The family members finally got hold of a trolley and helped Santi get on it with much difficulty. While the patient’s husband and mother pulled the trolley, her father carried their bags and prescriptions.

Lack of infrastructure was felt even on a day the patient count at the OPD was less than usual. “We treated around 2,100 patients at the OPD today. On an average, around 3,500 patients turn up at our OPD on a weekday,” said an official, who attributed the lower turnout to an assumption among patients that it would take at least a day since the withdrawal of the ceasework for things to fall in place.

Another pet peeve of patients’ families was the guards’ insistence that more than two persons would not be allowed to accompany a patient inside a ward or the emergency department. On Monday, chief minister Mamata Banerjee had said during the meeting with junior doctors at Nabanna that not more than two persons should be allowed with each patient inside a hospital.

Relatives of patients, however, said two persons were hardly enough given the volume of task they have to perform.

“You need two only to handle the trolley. Who will take care of the prescriptions? Besides, we are often required to buy medicines and supply them to nurses,” said a man whose father is admitted in the UNB Building of NRS and awaits brain surgery.

“When my father was advised a CT scan, we had to arrange a trolley to take him to the scan unit and sign a declaration that we would be responsible if anything untoward happened to him while he was away from the ward. We had to push the trolley ourselves, take it down to the ground floor and to the CT scan department.”

While speaking about the need to restrict the number of persons accompanying a patient, the chief minister had also stressed how crucial the role of family members was.

The two person-per-patient rule has been in place for long but rarely followed.

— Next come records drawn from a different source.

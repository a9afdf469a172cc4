pub mod builders;
pub mod fake_executor;

use std::sync::Once;

use tracing_subscriber::{EnvFilter, fmt};

static INIT: Once = Once::new();

/// Initialise tracing for tests.
///
/// - Uses `with_test_writer()`, so logs are captured per-test.
/// - The Rust test harness only prints captured output for **failing**
///   tests (unless you run with `-- --nocapture`).
///
/// Enable levels with e.g.:
/// `RUST_LOG=debug cargo test`
pub fn init_tracing() {
    INIT.call_once(|| {
        let filter = EnvFilter::try_from_default_env().unwrap_or_else(|_| EnvFilter::new("info"));

        fmt()
            .with_env_filter(filter)
            .with_test_writer() // print only for failing tests unless --nocapture
            .with_target(true)
            .init();
    });
}

/// Run a future with a 5-second timeout.
#[allow(dead_code)]
pub async fn with_timeout<F, T>(f: F) -> T
where
    F: std::future::Future<Output = T>,
{
    tokio::time::timeout(std::time::Duration::from_secs(5), f)
        .await
        .expect("Test timed out after 5 seconds")
}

Officials said it would be enforced from now.

Patients’ families said they would welcome the rule if the government offered help in arranging medicines and getting the pathological tests done.

Dipak Saha, whose relative is admitted at NRS with a tumour in the abdomen, said patients depended on their family members even for visiting the washroom. “I have to take my relative to the washroom thrice every day. He waits for me as he cannot walk on his own,” Saha said.